For people with active substance use disorder, shame is not a one-time feeling they are able to escape from. In a society that forces those in active addiction into the shadows, shame is a constant companion, a constant feeling of inadequacy, and a constant sense of incompetence. Drugs are a way to try to escape and hide from the naked exposure shame induces. Feeling undeserving of help, shame becomes a barrier to self-help, and keeps people in the cycle of addiction, with shame feeding the disease.

Healing from shame calls for a radical approach. It requires a safe, accepting environment where one can build trust, allow vulnerability, and feel worthy of getting treatment. Providing overdose prevention sites (OPS) is one answer to shame and this desperate disease. The ONLY reason they have not existed in the United States is because of the shame, stigma, and discrimination our culture brands people with, who have the disease of substance use disorder.

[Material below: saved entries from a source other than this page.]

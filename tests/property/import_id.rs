// Copyright (c) 2025 - Cowboy AI, Inc.
//! Property-Based Tests for `MACHINE:NETWORK_INTERFACE` parsing

use maas_bridge::{BridgeError, ImportId};
use proptest::prelude::*;

/// System IDs, hostnames, and FQDNs never contain a colon
fn machine_strategy() -> impl Strategy<Value = String> {
    "[a-z0-9][a-z0-9.-]{0,30}"
}

fn mac_strategy() -> impl Strategy<Value = String> {
    prop::array::uniform6(any::<u8>()).prop_map(|o| {
        format!(
            "{:02X}:{:02X}:{:02X}:{:02X}:{:02X}:{:02X}",
            o[0], o[1], o[2], o[3], o[4], o[5]
        )
    })
}

fn interface_strategy() -> impl Strategy<Value = String> {
    prop_oneof![
        mac_strategy(),
        "[a-z][a-z0-9.-]{0,14}",
        (1i64..100_000).prop_map(|id| id.to_string()),
    ]
}

proptest! {
    /// Parsing then formatting returns the same token
    #[test]
    fn prop_parse_display_identity(
        machine in machine_strategy(),
        interface in interface_strategy(),
    ) {
        let token = format!("{}:{}", machine, interface);
        let id = ImportId::parse(&token).unwrap();

        prop_assert_eq!(&id.machine, &machine);
        prop_assert_eq!(&id.interface, &interface);
        prop_assert_eq!(id.to_string(), token);
    }

    /// A token without an interface part never parses
    #[test]
    fn prop_missing_interface_rejected(machine in machine_strategy()) {
        prop_assert!(matches!(
            ImportId::parse(&machine),
            Err(BridgeError::MalformedImportId(_))
        ));
        let with_colon = format!("{}:", machine);
        prop_assert!(matches!(
            ImportId::parse(&with_colon),
            Err(BridgeError::MalformedImportId(_))
        ));
    }

    /// A token without a machine part never parses
    #[test]
    fn prop_missing_machine_rejected(interface in interface_strategy()) {
        let token = format!(":{}", interface);
        prop_assert!(ImportId::parse(&token).is_err());
    }
}
// Copyright (c) 2025 - Cowboy AI, Inc.
//! Error types for bridge reconciliation

use std::num::ParseIntError;

use thiserror::Error;

use crate::domain::NetworkError;

/// Errors that can occur while reconciling a bridge interface
#[derive(Debug, Error)]
pub enum BridgeError {
    /// The MAAS API answered with a non-success status
    #[error("MAAS API returned {status}: {body}")]
    Api { status: u16, body: String },

    /// The request never produced a response (connect, TLS, timeout, decode)
    #[error("MAAS transport error: {0}")]
    Transport(String),

    /// No machine matched the system ID, hostname, or FQDN
    #[error("machine ({0}) was not found")]
    MachineNotFound(String),

    /// No bridge interface matched the identifier on the machine
    #[error("network interface ({identifier}) was not found on machine ({machine})")]
    InterfaceNotFound { identifier: String, machine: String },

    /// No physical interface carries the MAC address a new bridge should sit on
    #[error("no parent interface with MAC address {mac_address} on machine ({machine})")]
    ParentNotFound { mac_address: String, machine: String },

    /// The persisted identifier is not a decimal interface id
    #[error("invalid network interface id ({id:?}): {source}")]
    MalformedId {
        id: String,
        #[source]
        source: ParseIntError,
    },

    /// The import token is not `MACHINE:NETWORK_INTERFACE`
    #[error("unexpected format of ID ({0:?}), expected MACHINE:NETWORK_INTERFACE")]
    MalformedImportId(String),

    /// A network value object failed validation
    #[error(transparent)]
    Network(#[from] NetworkError),

    /// Configuration error
    #[error("Configuration error: {0}")]
    Configuration(String),

    /// Serialization error
    #[error("Serialization error: {0}")]
    Serialization(#[from] serde_json::Error),
}

impl BridgeError {
    /// True only when MAAS answered 404 for the requested entity.
    ///
    /// Callers use this after `read` to drop a resource that was deleted
    /// out of band. A machine that no longer resolves is not a reason to
    /// forget the bridge.
    pub fn is_not_found(&self) -> bool {
        matches!(self, BridgeError::Api { status: 404, .. })
    }
}

/// Result type for bridge operations
pub type BridgeResult<T> = Result<T, BridgeError>;

#[cfg(feature = "maas")]
impl From<reqwest::Error> for BridgeError {
    fn from(err: reqwest::Error) -> Self {
        BridgeError::Transport(err.to_string())
    }
}

#[cfg(test)]
mod tests {
    use super::*;

    #[test]
    fn test_remote_404_is_not_found() {
        let err = BridgeError::Api {
            status: 404,
            body: "Not Found".to_string(),
        };
        assert!(err.is_not_found());
        assert_eq!(err.to_string(), "MAAS API returned 404: Not Found");
    }

    #[test]
    fn test_other_statuses_are_not_not_found() {
        let err = BridgeError::Api {
            status: 500,
            body: String::new(),
        };
        assert!(!err.is_not_found());
        assert!(!BridgeError::MalformedImportId("x".into()).is_not_found());
    }

    #[test]
    fn test_local_lookup_failures_are_not_not_found() {
        assert!(!BridgeError::MachineNotFound("node1".into()).is_not_found());
        let err = BridgeError::InterfaceNotFound {
            identifier: "br0".into(),
            machine: "abc123".into(),
        };
        assert!(!err.is_not_found());
    }

    #[test]
    fn test_malformed_id_message() {
        let source = "abc".parse::<i64>().unwrap_err();
        let err = BridgeError::MalformedId {
            id: "abc".to_string(),
            source,
        };
        assert!(err.to_string().starts_with("invalid network interface id (\"abc\")"));
    }
}
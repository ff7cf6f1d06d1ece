// Copyright (c) 2025 - Cowboy AI, Inc.
//! Bridge interface desired state, persisted state, and MAAS parameters

use serde::{Deserialize, Serialize};
use std::collections::BTreeSet;
use std::fmt;

use super::interface::NetworkInterface;
use super::network::Mtu;
use crate::errors::{BridgeError, BridgeResult};

/// Bridge implementation MAAS configures on the machine
#[derive(Debug, Clone, Copy, PartialEq, Eq, Hash, Serialize, Deserialize)]
#[serde(rename_all = "lowercase")]
pub enum BridgeKind {
    Standard,
    Ovs,
}

impl fmt::Display for BridgeKind {
    fn fmt(&self, f: &mut fmt::Formatter<'_>) -> fmt::Result {
        match self {
            BridgeKind::Standard => f.write_str("standard"),
            BridgeKind::Ovs => f.write_str("ovs"),
        }
    }
}

/// Desired configuration of a bridge interface
///
/// `machine` and `mac_address` identify the bridge and cannot change once it
/// exists; every other field is converged by an update.
#[derive(Debug, Clone, PartialEq, Eq, Serialize, Deserialize)]
pub struct BridgeSpec {
    /// System ID, hostname, or FQDN
    pub machine: String,
    /// MAC address of the physical interface being bridged
    pub mac_address: String,
    /// MAAS VLAN id; untagged when absent
    #[serde(default, skip_serializing_if = "Option::is_none")]
    pub vlan: Option<String>,
    #[serde(default, skip_serializing_if = "Option::is_none")]
    pub name: Option<String>,
    #[serde(default)]
    pub tags: BTreeSet<String>,
    #[serde(default, skip_serializing_if = "Option::is_none")]
    pub mtu: Option<Mtu>,
    #[serde(default, skip_serializing_if = "Option::is_none")]
    pub bridge_type: Option<BridgeKind>,
    #[serde(default, skip_serializing_if = "Option::is_none")]
    pub bridge_stp: Option<bool>,
    #[serde(default, skip_serializing_if = "Option::is_none")]
    pub bridge_fd: Option<u32>,
}

impl BridgeSpec {
    pub fn new(machine: impl Into<String>, mac_address: impl Into<String>) -> Self {
        Self {
            machine: machine.into(),
            mac_address: mac_address.into(),
            vlan: None,
            name: None,
            tags: BTreeSet::new(),
            mtu: None,
            bridge_type: None,
            bridge_stp: None,
            bridge_fd: None,
        }
    }

    pub fn with_name(mut self, name: impl Into<String>) -> Self {
        self.name = Some(name.into());
        self
    }

    pub fn with_vlan(mut self, vlan: impl Into<String>) -> Self {
        self.vlan = Some(vlan.into());
        self
    }

    pub fn with_tags<I, S>(mut self, tags: I) -> Self
    where
        I: IntoIterator<Item = S>,
        S: Into<String>,
    {
        self.tags = tags.into_iter().map(Into::into).collect();
        self
    }

    pub fn with_mtu(mut self, mtu: Mtu) -> Self {
        self.mtu = Some(mtu);
        self
    }
}

/// Parameters accepted by `create_bridge` and interface update
///
/// Each field feeds the MAAS parameter of the same name.
#[derive(Debug, Clone, Default, PartialEq, Eq)]
pub struct BridgeParams {
    pub name: Option<String>,
    pub mac_address: String,
    /// Interface ids the bridge sits on; only sent on creation
    pub parents: Vec<i64>,
    pub vlan: Option<String>,
    pub tags: BTreeSet<String>,
    pub mtu: Option<u32>,
    pub bridge_type: Option<BridgeKind>,
    pub bridge_stp: Option<bool>,
    pub bridge_fd: Option<u32>,
}

impl BridgeParams {
    pub fn from_spec(spec: &BridgeSpec) -> Self {
        Self {
            name: spec.name.clone(),
            mac_address: spec.mac_address.clone(),
            parents: Vec::new(),
            vlan: spec.vlan.clone(),
            tags: spec.tags.clone(),
            mtu: spec.mtu.map(|m| m.value()),
            bridge_type: spec.bridge_type,
            bridge_stp: spec.bridge_stp,
            bridge_fd: spec.bridge_fd,
        }
    }

    pub fn with_parent(mut self, interface_id: i64) -> Self {
        self.parents.push(interface_id);
        self
    }

    /// Form-encoded pairs in the shape the MAAS API expects.
    ///
    /// `parents` repeats the key once per id. `tags` is always present so an
    /// empty set clears the remote tags on update.
    pub fn to_form(&self) -> Vec<(&'static str, String)> {
        let mut form = Vec::new();

        if let Some(name) = &self.name {
            form.push(("name", name.clone()));
        }
        form.push(("mac_address", self.mac_address.clone()));
        for parent in &self.parents {
            form.push(("parents", parent.to_string()));
        }
        if let Some(vlan) = &self.vlan {
            form.push(("vlan", vlan.clone()));
        }
        form.push(("tags", self.tags.iter().cloned().collect::<Vec<_>>().join(",")));
        if let Some(mtu) = self.mtu {
            form.push(("mtu", mtu.to_string()));
        }
        if let Some(kind) = self.bridge_type {
            form.push(("bridge_type", kind.to_string()));
        }
        if let Some(stp) = self.bridge_stp {
            form.push(("bridge_stp", stp.to_string()));
        }
        if let Some(fd) = self.bridge_fd {
            form.push(("bridge_fd", fd.to_string()));
        }

        form
    }
}

/// Locally persisted record of a managed bridge
///
/// `id` is the stringified MAAS interface id and is empty until the bridge
/// has been created or imported.
#[derive(Debug, Clone, Default, PartialEq, Eq, Serialize, Deserialize)]
pub struct BridgeState {
    pub id: String,
    pub machine: String,
    #[serde(default)]
    pub parents: Vec<String>,
    #[serde(default)]
    pub bridge_type: String,
    #[serde(default)]
    pub mac_address: String,
    #[serde(default)]
    pub vlan: Option<String>,
    #[serde(default)]
    pub name: Option<String>,
    #[serde(default)]
    pub tags: BTreeSet<String>,
    #[serde(default)]
    pub mtu: Option<u32>,
}

impl BridgeState {
    /// Build a state record from a remote interface on `machine`
    pub fn adopt(machine: impl Into<String>, iface: &NetworkInterface) -> Self {
        let mut state = Self {
            id: iface.id.to_string(),
            machine: machine.into(),
            parents: iface.parents.clone(),
            bridge_type: iface.interface_type.to_string(),
            mac_address: iface.mac_address.clone(),
            vlan: iface.vlan_id().map(|id| id.to_string()),
            ..Default::default()
        };
        state.refresh(iface);
        state
    }

    /// Copy the update-relevant attributes from a fresh remote read
    pub fn refresh(&mut self, iface: &NetworkInterface) {
        self.name = Some(iface.name.clone());
        self.tags = iface.tags.iter().cloned().collect();
        self.mtu = Some(iface.effective_mtu);
    }

    pub fn is_created(&self) -> bool {
        !self.id.is_empty()
    }

    /// Numeric interface id parsed from the persisted identifier
    pub fn interface_id(&self) -> BridgeResult<i64> {
        self.id
            .parse::<i64>()
            .map_err(|source| BridgeError::MalformedId {
                id: self.id.clone(),
                source,
            })
    }
}
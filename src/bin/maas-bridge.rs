// Copyright (c) 2025 - Cowboy AI, Inc.
//! MAAS Bridge CLI
//!
//! Applies, reads, deletes, or imports a bridge interface on a MAAS machine.
//! Desired state is a JSON `BridgeSpec`; the managed state is a JSON
//! `BridgeState` file that this tool keeps up to date.
//!
//! Run with: cargo run --bin maas-bridge -- --help
//!
//! Prerequisites:
//! 1. MAAS API reachable (via MAAS_URL environment variable)
//! 2. MAAS API key set (via MAAS_API_KEY environment variable)

use anyhow::{bail, Context, Result};
use clap::{Parser, Subcommand};
use maas_bridge::adapters::{MaasClient, MaasConfig};
use maas_bridge::{BridgeReconciler, BridgeSpec, BridgeState, Resource};
use std::path::{Path, PathBuf};
use tracing::{info, warn};

/// Manage a bridge interface on a MAAS machine
#[derive(Parser)]
#[command(author, version, about, long_about = None)]
struct Cli {
    #[command(subcommand)]
    command: Command,
}

#[derive(Subcommand)]
enum Command {
    /// Show the MAAS region version
    Version,

    /// Create or update the bridge described by a spec file
    Apply {
        /// Desired bridge (JSON)
        spec: PathBuf,

        /// State file to create or update; printed to stdout when omitted
        state: Option<PathBuf>,
    },

    /// Refresh the bridge state, dropping it if the bridge is gone
    Read {
        /// State file
        state: PathBuf,
    },

    /// Delete the bridge tracked by a state file
    Delete {
        /// State file
        state: PathBuf,
    },

    /// Import an existing bridge
    Import {
        /// MACHINE:NETWORK_INTERFACE (MAC address, name, or id)
        id: String,

        /// State file to write; printed to stdout when omitted
        state: Option<PathBuf>,
    },
}

fn load_state(path: &Path) -> Result<Option<BridgeState>> {
    if !path.exists() {
        return Ok(None);
    }
    let raw = std::fs::read_to_string(path)
        .with_context(|| format!("Failed to read state {}", path.display()))?;
    let state = serde_json::from_str(&raw)
        .with_context(|| format!("Invalid state file {}", path.display()))?;
    Ok(Some(state))
}

fn write_state(path: Option<&Path>, state: &BridgeState) -> Result<()> {
    let json = serde_json::to_string_pretty(state)?;
    match path {
        Some(path) => std::fs::write(path, json)
            .with_context(|| format!("Failed to write state {}", path.display()))?,
        None => println!("{}", json),
    }
    Ok(())
}

async fn apply(
    reconciler: &BridgeReconciler<MaasClient>,
    spec_path: &Path,
    state_path: Option<&Path>,
) -> Result<()> {
    let raw = std::fs::read_to_string(spec_path)
        .with_context(|| format!("Failed to read spec {}", spec_path.display()))?;
    let spec: BridgeSpec = serde_json::from_str(&raw)
        .with_context(|| format!("Invalid spec {}", spec_path.display()))?;

    let existing = match state_path {
        Some(path) => load_state(path)?,
        None => None,
    };

    let state = match existing {
        Some(mut state) if state.is_created() => {
            info!("Updating bridge {} on {}", state.id, spec.machine);
            reconciler.update(&spec, &mut state).await?;
            state
        }
        _ => {
            info!("Creating bridge on {} ({})", spec.machine, spec.mac_address);
            let mut state = BridgeState::default();
            let result = reconciler.create(&spec, &mut state).await;
            if result.is_err() && state.is_created() {
                // keep the id so the next apply updates instead of adopting
                write_state(state_path, &state)?;
            }
            result?;
            state
        }
    };

    write_state(state_path, &state)
}

async fn read(reconciler: &BridgeReconciler<MaasClient>, state_path: &Path) -> Result<()> {
    let Some(mut state) = load_state(state_path)? else {
        bail!("No state at {}", state_path.display());
    };

    match reconciler.read(&mut state).await {
        Ok(()) => write_state(Some(state_path), &state),
        // only a remote 404 for the interface itself means the bridge is gone
        Err(e) if e.is_not_found() => {
            warn!("Bridge {} is gone, dropping {}", state.id, state_path.display());
            std::fs::remove_file(state_path)?;
            Ok(())
        }
        Err(e) => Err(e.into()),
    }
}

async fn delete(reconciler: &BridgeReconciler<MaasClient>, state_path: &Path) -> Result<()> {
    let Some(state) = load_state(state_path)? else {
        bail!("No state at {}", state_path.display());
    };

    reconciler.delete(&state).await?;
    std::fs::remove_file(state_path)?;
    info!("Deleted bridge {}", state.id);
    Ok(())
}

#[tokio::main]
async fn main() -> Result<()> {
    let cli = Cli::parse();

    // Initialize tracing
    tracing_subscriber::fmt()
        .with_env_filter(
            tracing_subscriber::EnvFilter::from_default_env()
                .add_directive(tracing::Level::INFO.into()),
        )
        .with_writer(std::io::stderr)
        .init();

    let config = MaasConfig::from_env().context("Run with MAAS_URL and MAAS_API_KEY set")?;
    info!("MAAS URL: {}", config.base_url);
    let client = MaasClient::new(config)?;

    match cli.command {
        Command::Version => {
            let version = client.version().await?;
            println!("{} {}", version.version, version.subversion);
        }
        Command::Apply { spec, state } => {
            apply(&BridgeReconciler::new(client), &spec, state.as_deref()).await?;
        }
        Command::Read { state } => read(&BridgeReconciler::new(client), &state).await?,
        Command::Delete { state } => delete(&BridgeReconciler::new(client), &state).await?,
        Command::Import { id, state } => {
            let imported = BridgeReconciler::new(client).import(&id).await?;
            write_state(state.as_deref(), &imported)?;
        }
    }

    Ok(())
}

While the politicians in Augusta have their “hands tied” to legalize OPS statewide, we can create a pilot site in one of our hardest hit areas – be it in Portland, Bangor, Lewiston or in rural Aroostook County. With a little effort, a few supplies and donated funds, one town or city can be the first small step to stop the dying in Maine.

Meanwhile, let us all look ourselves in the mirror and see how we contribute to shame every day, in every action and thought we have about people, humans like us, who suffer from this terrible disease.